Ce château s'appelait jadis, en raison de sa position, le château de Grèves. Dès 1060, son seigneur était le chevalier Ingran de Pithiviers. En 1385, il appartenait à Gilles d'Echainvilliers, chambellan du roi, qui le transmit à son fils Jean. Celui-ci combattit à Azincourt en 1415 et fut fait prisonnier par Jean sans Peur. Les prisonniers furent libérés contre rançon. Réduit à la misère, il vendit sa seigneurie en 1430 à Guillaume Le Tur, procureur général au Parlement; son fils, Simon, conseiller au Parlement, mourut jeune et légua le château en 1450 à son fils Regnault, huissier d'armes de Louis XI. N'ayant pas d'enfant, la seigneurie des Grèves passa à sa petite nièce, Gilette Henequin, qui la porta en dot à François d'Amours, maître d'hôtel du Roi Charles VIII, puis de Louis XII. Leur fils, Gabriel d'Amours vendit les Grèves en 1528 à Belin de Magnard. Ses enfants revendirent la seigneurie à Louis de Grailly, sieur de Chalette, en 1598. Cette famille la garda jusqu'en 1676. A cette époque, le château fut acheté par Pierre de Marolles, brillant officier qui servit le Roi en France, en Italie et pendant la Fronde. Leur fils, Pierre II de Marolles, fut nommé Comte de Rocheplatte en 1724. C'est vers 1726 que le nouveau comte fit démolir la vieille forteresse et construire à sa place le château.
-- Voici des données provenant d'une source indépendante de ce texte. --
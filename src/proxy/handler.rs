//! Proxy handler factory.
//!
//! Turns a [`RouteForward`] descriptor into an axum handler implementing the
//! full forward/relay contract: build upstream path and query, attach auth
//! headers, forward the body when the route asks for it, make exactly one
//! upstream call, and hand the response to the relay.

use axum::{
    extract::{RawPathParams, RawQuery, Request, State},
    http::{header, HeaderMap, HeaderValue},
    response::{IntoResponse, Response},
    routing::{on, MethodFilter, MethodRouter},
};
use tracing::debug;

use crate::proxy::auth::{build_auth_headers, require_caller, CallerContext};
use crate::proxy::descriptor::{PathParams, RouteForward};
use crate::proxy::error::ProxyError;
use crate::proxy::relay;
use crate::proxy::server::AppState;

/// Build the axum handler for one route descriptor.
///
/// Called once per route at registration time; panics there (and only there)
/// if the descriptor carries a method axum cannot register, which is a
/// programming error on the route table, not a runtime condition.
pub fn forward(route: &'static RouteForward) -> MethodRouter<AppState> {
    let filter = MethodFilter::try_from(route.method.clone())
        .expect("route descriptor uses an unroutable HTTP method");

    on(
        filter,
        move |State(state): State<AppState>,
              raw_params: RawPathParams,
              RawQuery(query): RawQuery,
              request: Request| async move {
            match forward_request(route, &state, &raw_params, query, request).await {
                Ok(response) => response,
                Err(e) => e.into_response(),
            }
        },
    )
}

async fn forward_request(
    route: &'static RouteForward,
    state: &AppState,
    raw_params: &RawPathParams,
    query: Option<String>,
    request: Request,
) -> Result<Response, ProxyError> {
    let caller = request.extensions().get::<CallerContext>().cloned();
    if route.require_auth {
        require_caller(caller.as_ref())?;
    }

    // Path parameters only ever enter the URL through the descriptor's path
    // builder, which receives them pre-encoded.
    let params = PathParams::from_raw(raw_params);
    let path = (route.path)(&params)?;

    let mut url = format!("{}{}", state.config.api_url(), path);
    if route.forward_query {
        // Raw query string, byte-for-byte; values are never reparsed or
        // re-encoded on the way through.
        if let Some(q) = query {
            url.push('?');
            url.push_str(&q);
        }
    }

    let inbound_content_type = request.headers().get(header::CONTENT_TYPE).cloned();

    // The inbound body is read exactly once, and only for routes that
    // forward it; otherwise it is left unconsumed.
    let body = if route.forward_body {
        let bytes = axum::body::to_bytes(request.into_body(), usize::MAX)
            .await
            .map_err(|e| ProxyError::Validation(format!("failed to read request body: {e}")))?;
        if let Some(validate) = route.validate {
            validate(&bytes)?;
        }
        Some(bytes)
    } else {
        None
    };

    let mut extra = HeaderMap::new();
    if body.is_some() {
        let content_type = inbound_content_type
            .unwrap_or_else(|| HeaderValue::from_static("application/json"));
        extra.insert(header::CONTENT_TYPE, content_type);
    }
    let headers = build_auth_headers(caller.as_ref(), &extra);

    debug!("forwarding {} {}", route.method, url);
    let upstream = state
        .upstream
        .send(route.method.clone(), &url, headers, body)
        .await?;

    if upstream.status().is_success() {
        let response = relay::relay(upstream, route.mode).await?;
        return Ok(response.into_response());
    }
    let response = relay::propagate(upstream).await?;
    Ok(response.into_response())
}
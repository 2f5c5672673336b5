// build.rs

use clap::{Arg, ArgAction, Command};
use clap_mangen::Man;
use std::env;
use std::fs;
use std::path::PathBuf;

fn path_arg(id: &'static str, long: &'static str, help: &'static str) -> Arg {
    Arg::new(id).long(long).value_name("DIR").help(help)
}

fn flag(id: &'static str, long: &'static str, help: &'static str) -> Arg {
    Arg::new(id).long(long).action(ArgAction::SetTrue).help(help)
}

fn build_cli() -> Command {
    Command::new("debsync")
        .version(env!("CARGO_PKG_VERSION"))
        .author("debsync Contributors")
        .about("Bandwidth-limited partial mirror of Debian/Ubuntu repositories")
        .arg(
            Arg::new("sources")
                .required(true)
                .help("Sources list describing what to mirror (deb <url> <dist> <components...>)"),
        )
        .arg(
            Arg::new("config")
                .short('c')
                .long("config")
                .value_name("FILE")
                .help("TOML settings file"),
        )
        .arg(path_arg("mirror_root", "mirror-root", "Root of the published mirror"))
        .arg(path_arg("work_root", "work-root", "Root of the staging area"))
        .arg(
            Arg::new("bwlimit")
                .long("bwlimit")
                .value_name("KBPS")
                .help("Aggregate bandwidth limit in KB/s"),
        )
        .arg(
            Arg::new("jobs")
                .short('j')
                .long("jobs")
                .help("Number of sources mirrored concurrently"),
        )
        .arg(
            Arg::new("arch")
                .short('a')
                .long("arch")
                .value_name("ARCH")
                .action(ArgAction::Append)
                .help("Architecture for sources without an arch= option (repeatable)"),
        )
        .arg(
            Arg::new("http_timeout")
                .long("http-timeout")
                .value_name("SECS")
                .help("Per-request timeout for HTTP sources, in seconds"),
        )
        .arg(flag("dry_run", "dry-run", "Fetch and report, but neither prune nor publish"))
        .arg(flag(
            "prune_empty_dirs",
            "prune-empty-dirs",
            "Remove directories left empty after pruning",
        ))
        .arg(flag("verbose", "verbose", "Debug logging").short('v'))
        .arg(flag("quiet", "quiet", "Only log warnings and errors").short('q'))
}

fn main() {
    println!("cargo:rerun-if-changed=build.rs");

    let manifest_dir = match env::var("CARGO_MANIFEST_DIR") {
        Ok(dir) => PathBuf::from(dir),
        Err(e) => {
            println!("cargo:warning=CARGO_MANIFEST_DIR not set: {}", e);
            return;
        }
    };
    let man_dir = manifest_dir.join("man");

    if let Err(e) = fs::create_dir_all(&man_dir) {
        println!("cargo:warning=Failed to create man directory: {}", e);
        return;
    }

    let man = Man::new(build_cli());
    let mut buffer = Vec::new();
    if let Err(e) = man.render(&mut buffer) {
        println!("cargo:warning=Failed to render man page: {}", e);
        return;
    }

    if let Err(e) = fs::write(man_dir.join("debsync.1"), buffer) {
        println!("cargo:warning=Failed to write man page: {}", e);
    }
}
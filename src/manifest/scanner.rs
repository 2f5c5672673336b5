// src/manifest/scanner.rs

//! Line scanner for deb822-style control data
//!
//! Recognises the `Field-Name: value` grammar used by `Packages` indexes:
//!
//! - a field line starts with a non-whitespace name followed by `:`
//! - a line starting with a space or tab continues the previous field
//! - a blank line ends the current stanza
//! - `#` lines are comments
//!
//! CRLF line endings and a missing trailing newline are accepted. Field
//! names compare case-insensitively; values are trimmed.

/// One field of a stanza
#[derive(Debug, Clone, PartialEq, Eq)]
pub struct Field<'a> {
    pub name: &'a str,
    /// Value of the first line, trimmed
    pub value: &'a str,
    /// 1-based line number of the field line
    pub line: usize,
}

/// Iterator over the fields of a control document
pub struct FieldScanner<'a> {
    lines: std::iter::Enumerate<std::str::Lines<'a>>,
    malformed: usize,
}

impl<'a> FieldScanner<'a> {
    pub fn new(text: &'a str) -> Self {
        Self {
            lines: text.lines().enumerate(),
            malformed: 0,
        }
    }

    /// Number of non-blank lines that matched no rule so far
    pub fn malformed_lines(&self) -> usize {
        self.malformed
    }
}

impl<'a> Iterator for FieldScanner<'a> {
    type Item = Field<'a>;

    fn next(&mut self) -> Option<Self::Item> {
        for (idx, raw) in self.lines.by_ref() {
            let line = raw.strip_suffix('\r').unwrap_or(raw);

            if line.trim().is_empty() || line.starts_with('#') {
                continue;
            }
            // Continuation of a multi-line value
            if line.starts_with(' ') || line.starts_with('\t') {
                continue;
            }

            match line.split_once(':') {
                Some((name, value)) if !name.is_empty() && !name.contains(char::is_whitespace) => {
                    return Some(Field {
                        name,
                        value: value.trim(),
                        line: idx + 1,
                    });
                }
                _ => self.malformed += 1,
            }
        }
        None
    }
}

/// Every non-empty value of the named field, in document order
pub fn field_values<'a>(text: &'a str, name: &str) -> Vec<&'a str> {
    FieldScanner::new(text)
        .filter(|f| f.name.eq_ignore_ascii_case(name) && !f.value.is_empty())
        .map(|f| f.value)
        .collect()
}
Comme il mourut sans enfant, il légua son comté à sa cousine germaine, Jeanne de Sorcy, qui le légua à un cousin issu de germain du feu comte Pierre de Marolles: Philippe de Drouin de Bouville. Son fils, Florizel Louis de Drouin, comte de Rocheplatte, fut nommé, après la Révolution, maire d'Aulnay-la-Rivière. A la Restauration, en 1816, il fut nommé maire d'Orléans par Louis XVIII. En 1831, le château de Rocheplatte passa a son fils, Albert Florizel de Drouin, marié à Marie Adrienne de Crublier de Fougères. La comtesse de Rocheplatte transmit le château à sa fille, Luce de Monbel, qui devint Comtesse de la Rochefoucault d'Estissac, qui le transmit à son fils Xavier, puis à sa petite-fille Solange, épouse du prince Paul Murat. C'est aujourd'hui leur fils, le prince Louis Murat, qui, aidé de son épouse Isabelle d'Harcourt, nièce du Comte de Paris, a redonné vie et splendeur à cette demeure qui avait souffert de la dernière guerre.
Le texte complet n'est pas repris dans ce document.